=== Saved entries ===
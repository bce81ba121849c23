//! Keeps the denormalized client aggregates in step with their invoices.

use super::store::Store;
use crate::models::{Client, ClientStats, ListInvoicesFilter};
use service_core::error::AppError;
use tracing::debug;

/// Recomputes `client`'s aggregates from its invoices, persisting them only
/// when they changed. Returns the client with fresh figures.
pub async fn refresh_client_stats(
    store: &dyn Store,
    mut client: Client,
) -> Result<Client, AppError> {
    let invoices = store
        .list_invoices(&client.user_id, &ListInvoicesFilter::for_client(&client.id))
        .await?;
    let stats = ClientStats::from_invoices(&invoices);

    if stats != client.stats() {
        store
            .update_client_stats(&client.user_id, &client.id, &stats)
            .await?;
        debug!(
            client_id = %client.id,
            invoice_count = stats.invoice_count,
            "Client stats refreshed"
        );
    }

    client.set_stats(&stats);
    Ok(client)
}

/// Refreshes by id; a client that no longer exists is skipped.
pub async fn refresh_client_stats_by_id(
    store: &dyn Store,
    user_id: &str,
    client_id: &str,
) -> Result<(), AppError> {
    if let Some(client) = store.get_client(user_id, client_id).await? {
        refresh_client_stats(store, client).await?;
    }
    Ok(())
}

=== EXERCISE PROMPT ===
Please write out exactly the lines from the start of the data through the line that contains "if let Some(client)", both ends included, and nothing else.

=== EXERCISE OUTPUT ===
repository bce81ba121849c23
//! Keeps the denormalized client aggregates in step with their invoices.

use super::store::Store;
use crate::models::{Client, ClientStats, ListInvoicesFilter};
use service_core::error::AppError;
use tracing::debug;

/// Recomputes `client`'s aggregates from its invoices, persisting them only
/// when they changed. Returns the client with fresh figures.
pub async fn refresh_client_stats(
    store: &dyn Store,
    mut client: Client,
) -> Result<Client, AppError> {
    let invoices = store
        .list_invoices(&client.user_id, &ListInvoicesFilter::for_client(&client.id))
        .await?;
    let stats = ClientStats::from_invoices(&invoices);

    if stats != client.stats() {
        store
            .update_client_stats(&client.user_id, &client.id, &stats)
            .await?;
        debug!(
            client_id = %client.id,
            invoice_count = stats.invoice_count,
            "Client stats refreshed"
        );
    }

    client.set_stats(&stats);
    Ok(client)
}

/// Refreshes by id; a client that no longer exists is skipped.
pub async fn refresh_client_stats_by_id(
    store: &dyn Store,
    user_id: &str,
    client_id: &str,
) -> Result<(), AppError> {
    if let Some(client) = store.get_client(user_id, client_id).await? {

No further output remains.